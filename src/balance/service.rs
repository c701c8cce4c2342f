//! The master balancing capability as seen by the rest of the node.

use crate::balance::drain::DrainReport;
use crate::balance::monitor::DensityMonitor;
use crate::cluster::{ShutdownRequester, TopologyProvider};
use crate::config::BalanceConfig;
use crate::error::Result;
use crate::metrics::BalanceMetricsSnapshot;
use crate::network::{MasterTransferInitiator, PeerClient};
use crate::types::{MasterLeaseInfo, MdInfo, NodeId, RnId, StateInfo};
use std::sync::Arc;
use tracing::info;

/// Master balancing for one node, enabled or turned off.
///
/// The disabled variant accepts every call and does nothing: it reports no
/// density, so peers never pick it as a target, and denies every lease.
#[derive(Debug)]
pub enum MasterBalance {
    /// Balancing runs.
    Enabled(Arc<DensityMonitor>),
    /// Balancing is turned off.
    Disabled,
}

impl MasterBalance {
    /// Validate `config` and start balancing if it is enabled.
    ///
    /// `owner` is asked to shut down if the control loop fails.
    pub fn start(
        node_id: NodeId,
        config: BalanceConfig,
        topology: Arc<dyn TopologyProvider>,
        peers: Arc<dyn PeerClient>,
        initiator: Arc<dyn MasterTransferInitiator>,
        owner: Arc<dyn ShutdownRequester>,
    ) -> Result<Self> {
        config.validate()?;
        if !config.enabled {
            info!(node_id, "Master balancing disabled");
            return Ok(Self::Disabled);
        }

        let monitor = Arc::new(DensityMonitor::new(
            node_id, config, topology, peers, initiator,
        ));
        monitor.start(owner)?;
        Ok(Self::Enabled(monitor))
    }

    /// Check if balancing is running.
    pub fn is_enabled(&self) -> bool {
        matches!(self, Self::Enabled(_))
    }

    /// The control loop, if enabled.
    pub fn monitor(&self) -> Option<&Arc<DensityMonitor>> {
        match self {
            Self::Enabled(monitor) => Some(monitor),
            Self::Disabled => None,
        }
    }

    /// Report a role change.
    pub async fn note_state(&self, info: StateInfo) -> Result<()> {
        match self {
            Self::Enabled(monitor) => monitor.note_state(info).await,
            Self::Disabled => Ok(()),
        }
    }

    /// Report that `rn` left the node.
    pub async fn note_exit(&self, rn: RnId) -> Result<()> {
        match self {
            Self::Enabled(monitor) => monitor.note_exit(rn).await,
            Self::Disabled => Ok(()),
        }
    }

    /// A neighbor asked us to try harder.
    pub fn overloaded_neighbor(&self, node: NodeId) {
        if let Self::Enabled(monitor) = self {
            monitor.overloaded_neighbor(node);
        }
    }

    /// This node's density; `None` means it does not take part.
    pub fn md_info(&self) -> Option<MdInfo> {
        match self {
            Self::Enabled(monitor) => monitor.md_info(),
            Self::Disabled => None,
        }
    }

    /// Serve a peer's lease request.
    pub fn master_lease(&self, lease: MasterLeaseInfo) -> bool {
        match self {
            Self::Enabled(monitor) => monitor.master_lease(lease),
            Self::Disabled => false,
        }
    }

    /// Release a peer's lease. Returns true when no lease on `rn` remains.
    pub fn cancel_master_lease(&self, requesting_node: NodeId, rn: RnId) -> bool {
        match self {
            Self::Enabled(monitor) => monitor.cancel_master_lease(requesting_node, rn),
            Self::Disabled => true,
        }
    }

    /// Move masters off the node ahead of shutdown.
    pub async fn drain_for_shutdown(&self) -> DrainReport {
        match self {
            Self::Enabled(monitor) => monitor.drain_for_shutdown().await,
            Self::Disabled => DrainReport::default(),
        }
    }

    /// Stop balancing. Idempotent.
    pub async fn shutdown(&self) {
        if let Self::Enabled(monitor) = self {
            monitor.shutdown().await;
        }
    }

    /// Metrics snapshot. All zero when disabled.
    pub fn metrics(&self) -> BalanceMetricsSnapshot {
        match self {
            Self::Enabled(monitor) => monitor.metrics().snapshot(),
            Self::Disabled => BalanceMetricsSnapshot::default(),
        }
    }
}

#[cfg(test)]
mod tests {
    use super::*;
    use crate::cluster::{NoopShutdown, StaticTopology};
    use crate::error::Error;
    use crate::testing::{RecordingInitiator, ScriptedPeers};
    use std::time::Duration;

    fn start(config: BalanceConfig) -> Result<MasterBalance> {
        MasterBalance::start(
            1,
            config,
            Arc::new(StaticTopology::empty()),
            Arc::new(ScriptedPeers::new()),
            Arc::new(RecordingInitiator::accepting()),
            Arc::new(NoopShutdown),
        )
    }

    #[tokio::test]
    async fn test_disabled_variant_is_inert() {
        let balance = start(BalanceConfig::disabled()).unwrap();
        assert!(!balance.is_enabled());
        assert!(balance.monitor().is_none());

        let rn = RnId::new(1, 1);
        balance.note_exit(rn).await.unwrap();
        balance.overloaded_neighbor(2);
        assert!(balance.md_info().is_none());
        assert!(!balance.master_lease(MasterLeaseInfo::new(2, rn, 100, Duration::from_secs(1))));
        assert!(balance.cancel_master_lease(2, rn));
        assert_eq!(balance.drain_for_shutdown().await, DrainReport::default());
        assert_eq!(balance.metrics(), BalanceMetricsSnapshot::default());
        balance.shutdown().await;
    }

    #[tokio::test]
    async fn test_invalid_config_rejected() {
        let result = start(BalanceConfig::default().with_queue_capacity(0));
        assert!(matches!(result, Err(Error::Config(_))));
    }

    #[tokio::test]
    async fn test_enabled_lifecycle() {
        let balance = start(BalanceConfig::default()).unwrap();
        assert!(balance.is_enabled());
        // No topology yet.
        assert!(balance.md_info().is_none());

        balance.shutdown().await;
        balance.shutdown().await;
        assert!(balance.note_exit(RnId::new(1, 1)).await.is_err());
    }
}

........

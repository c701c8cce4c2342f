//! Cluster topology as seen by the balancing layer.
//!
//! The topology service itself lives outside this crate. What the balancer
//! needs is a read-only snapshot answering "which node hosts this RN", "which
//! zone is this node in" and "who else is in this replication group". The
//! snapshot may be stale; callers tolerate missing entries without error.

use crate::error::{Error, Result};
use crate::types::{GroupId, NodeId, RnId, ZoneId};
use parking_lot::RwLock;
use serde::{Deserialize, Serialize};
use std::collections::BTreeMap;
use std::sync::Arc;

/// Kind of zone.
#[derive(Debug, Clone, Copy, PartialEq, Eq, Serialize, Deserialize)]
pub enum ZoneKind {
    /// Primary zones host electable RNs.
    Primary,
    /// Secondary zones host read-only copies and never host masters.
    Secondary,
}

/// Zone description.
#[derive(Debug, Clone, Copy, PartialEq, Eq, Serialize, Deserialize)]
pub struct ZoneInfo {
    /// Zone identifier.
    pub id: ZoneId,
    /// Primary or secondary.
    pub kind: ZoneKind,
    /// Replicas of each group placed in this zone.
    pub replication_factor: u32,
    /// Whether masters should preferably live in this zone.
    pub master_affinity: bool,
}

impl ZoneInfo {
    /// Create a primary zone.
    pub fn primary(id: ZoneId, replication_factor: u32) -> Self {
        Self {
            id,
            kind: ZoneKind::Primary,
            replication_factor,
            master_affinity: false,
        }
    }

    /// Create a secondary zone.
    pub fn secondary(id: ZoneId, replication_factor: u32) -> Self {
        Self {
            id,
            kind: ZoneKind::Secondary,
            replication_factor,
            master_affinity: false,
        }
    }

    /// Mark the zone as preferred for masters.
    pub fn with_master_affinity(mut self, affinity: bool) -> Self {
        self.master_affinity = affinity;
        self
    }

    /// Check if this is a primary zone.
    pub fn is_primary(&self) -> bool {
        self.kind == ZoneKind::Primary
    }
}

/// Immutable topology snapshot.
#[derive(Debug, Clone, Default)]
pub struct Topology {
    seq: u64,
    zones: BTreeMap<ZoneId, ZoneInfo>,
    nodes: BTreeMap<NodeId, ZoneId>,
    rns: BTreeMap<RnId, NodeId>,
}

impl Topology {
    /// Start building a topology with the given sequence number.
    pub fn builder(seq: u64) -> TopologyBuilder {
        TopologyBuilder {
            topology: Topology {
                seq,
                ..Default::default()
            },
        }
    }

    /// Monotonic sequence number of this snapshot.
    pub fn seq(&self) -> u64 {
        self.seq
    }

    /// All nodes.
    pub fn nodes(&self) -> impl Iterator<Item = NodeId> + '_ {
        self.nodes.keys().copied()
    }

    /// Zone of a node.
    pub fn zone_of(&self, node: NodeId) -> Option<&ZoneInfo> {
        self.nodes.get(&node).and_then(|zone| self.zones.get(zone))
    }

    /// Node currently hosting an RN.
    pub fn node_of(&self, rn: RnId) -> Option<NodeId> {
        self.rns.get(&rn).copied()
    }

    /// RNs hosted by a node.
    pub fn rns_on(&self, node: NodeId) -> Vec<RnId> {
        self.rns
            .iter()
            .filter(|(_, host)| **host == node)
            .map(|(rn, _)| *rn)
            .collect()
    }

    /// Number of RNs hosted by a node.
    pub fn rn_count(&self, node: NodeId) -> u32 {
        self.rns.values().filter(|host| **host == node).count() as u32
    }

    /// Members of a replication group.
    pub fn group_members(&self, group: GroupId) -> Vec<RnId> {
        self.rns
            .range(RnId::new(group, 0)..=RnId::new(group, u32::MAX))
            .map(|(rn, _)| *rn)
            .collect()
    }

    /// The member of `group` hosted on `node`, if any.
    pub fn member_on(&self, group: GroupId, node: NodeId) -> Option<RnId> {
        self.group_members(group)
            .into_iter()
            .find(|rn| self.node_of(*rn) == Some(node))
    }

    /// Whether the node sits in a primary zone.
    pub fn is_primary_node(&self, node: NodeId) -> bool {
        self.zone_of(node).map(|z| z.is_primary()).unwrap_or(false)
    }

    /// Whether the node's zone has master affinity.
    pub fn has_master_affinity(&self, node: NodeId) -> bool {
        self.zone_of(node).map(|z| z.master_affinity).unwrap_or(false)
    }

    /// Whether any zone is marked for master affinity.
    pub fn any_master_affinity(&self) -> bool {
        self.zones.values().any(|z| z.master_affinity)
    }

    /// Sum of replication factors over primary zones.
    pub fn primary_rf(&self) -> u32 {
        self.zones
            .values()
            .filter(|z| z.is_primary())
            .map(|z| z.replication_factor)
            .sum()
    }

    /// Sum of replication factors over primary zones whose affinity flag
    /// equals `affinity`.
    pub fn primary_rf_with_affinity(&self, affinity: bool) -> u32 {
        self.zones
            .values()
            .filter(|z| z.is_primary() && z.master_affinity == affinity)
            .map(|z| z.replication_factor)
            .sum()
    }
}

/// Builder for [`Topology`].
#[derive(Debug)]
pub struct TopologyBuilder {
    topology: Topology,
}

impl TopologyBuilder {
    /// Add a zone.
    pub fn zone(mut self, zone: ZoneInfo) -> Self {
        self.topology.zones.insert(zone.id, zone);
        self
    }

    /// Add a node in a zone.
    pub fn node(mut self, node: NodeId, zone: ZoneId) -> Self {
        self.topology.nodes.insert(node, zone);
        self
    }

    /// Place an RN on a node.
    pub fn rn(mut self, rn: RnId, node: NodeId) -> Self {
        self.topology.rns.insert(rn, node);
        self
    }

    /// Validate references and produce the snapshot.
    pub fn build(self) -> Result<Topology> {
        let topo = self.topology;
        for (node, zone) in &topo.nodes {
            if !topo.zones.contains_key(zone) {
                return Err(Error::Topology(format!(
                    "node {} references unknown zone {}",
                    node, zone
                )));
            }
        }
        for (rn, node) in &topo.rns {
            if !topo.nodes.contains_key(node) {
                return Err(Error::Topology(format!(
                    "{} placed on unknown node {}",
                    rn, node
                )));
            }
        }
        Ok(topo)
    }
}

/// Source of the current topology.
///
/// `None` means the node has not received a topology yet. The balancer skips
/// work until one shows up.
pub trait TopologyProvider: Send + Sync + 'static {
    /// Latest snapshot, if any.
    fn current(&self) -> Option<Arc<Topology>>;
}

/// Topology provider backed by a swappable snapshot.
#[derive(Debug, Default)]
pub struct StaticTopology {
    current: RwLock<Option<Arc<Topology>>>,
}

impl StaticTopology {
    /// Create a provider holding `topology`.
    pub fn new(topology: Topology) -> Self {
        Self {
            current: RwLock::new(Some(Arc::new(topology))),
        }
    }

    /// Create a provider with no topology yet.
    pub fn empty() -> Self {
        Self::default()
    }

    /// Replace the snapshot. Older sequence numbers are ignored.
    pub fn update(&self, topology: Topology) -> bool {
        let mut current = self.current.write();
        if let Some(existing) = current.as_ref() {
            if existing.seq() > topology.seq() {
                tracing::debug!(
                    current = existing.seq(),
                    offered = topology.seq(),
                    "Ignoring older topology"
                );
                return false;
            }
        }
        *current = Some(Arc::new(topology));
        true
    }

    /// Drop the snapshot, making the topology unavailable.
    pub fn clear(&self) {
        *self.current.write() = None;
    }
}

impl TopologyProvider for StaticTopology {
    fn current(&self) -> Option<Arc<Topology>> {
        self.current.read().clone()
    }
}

........

> _Exercise objective_
Retype exactly, and only, the lines above from the one where "filename src/balance/service.rs" occurs up to and including the one where "use crate::config::BalanceConfig;" occurs.

> _Your response_
filename src/balance/service.rs
repository c701c8cce4c2342f
//! The master balancing capability as seen by the rest of the node.

use crate::balance::drain::DrainReport;
use crate::balance::monitor::DensityMonitor;
use crate::cluster::{ShutdownRequester, TopologyProvider};
use crate::config::BalanceConfig;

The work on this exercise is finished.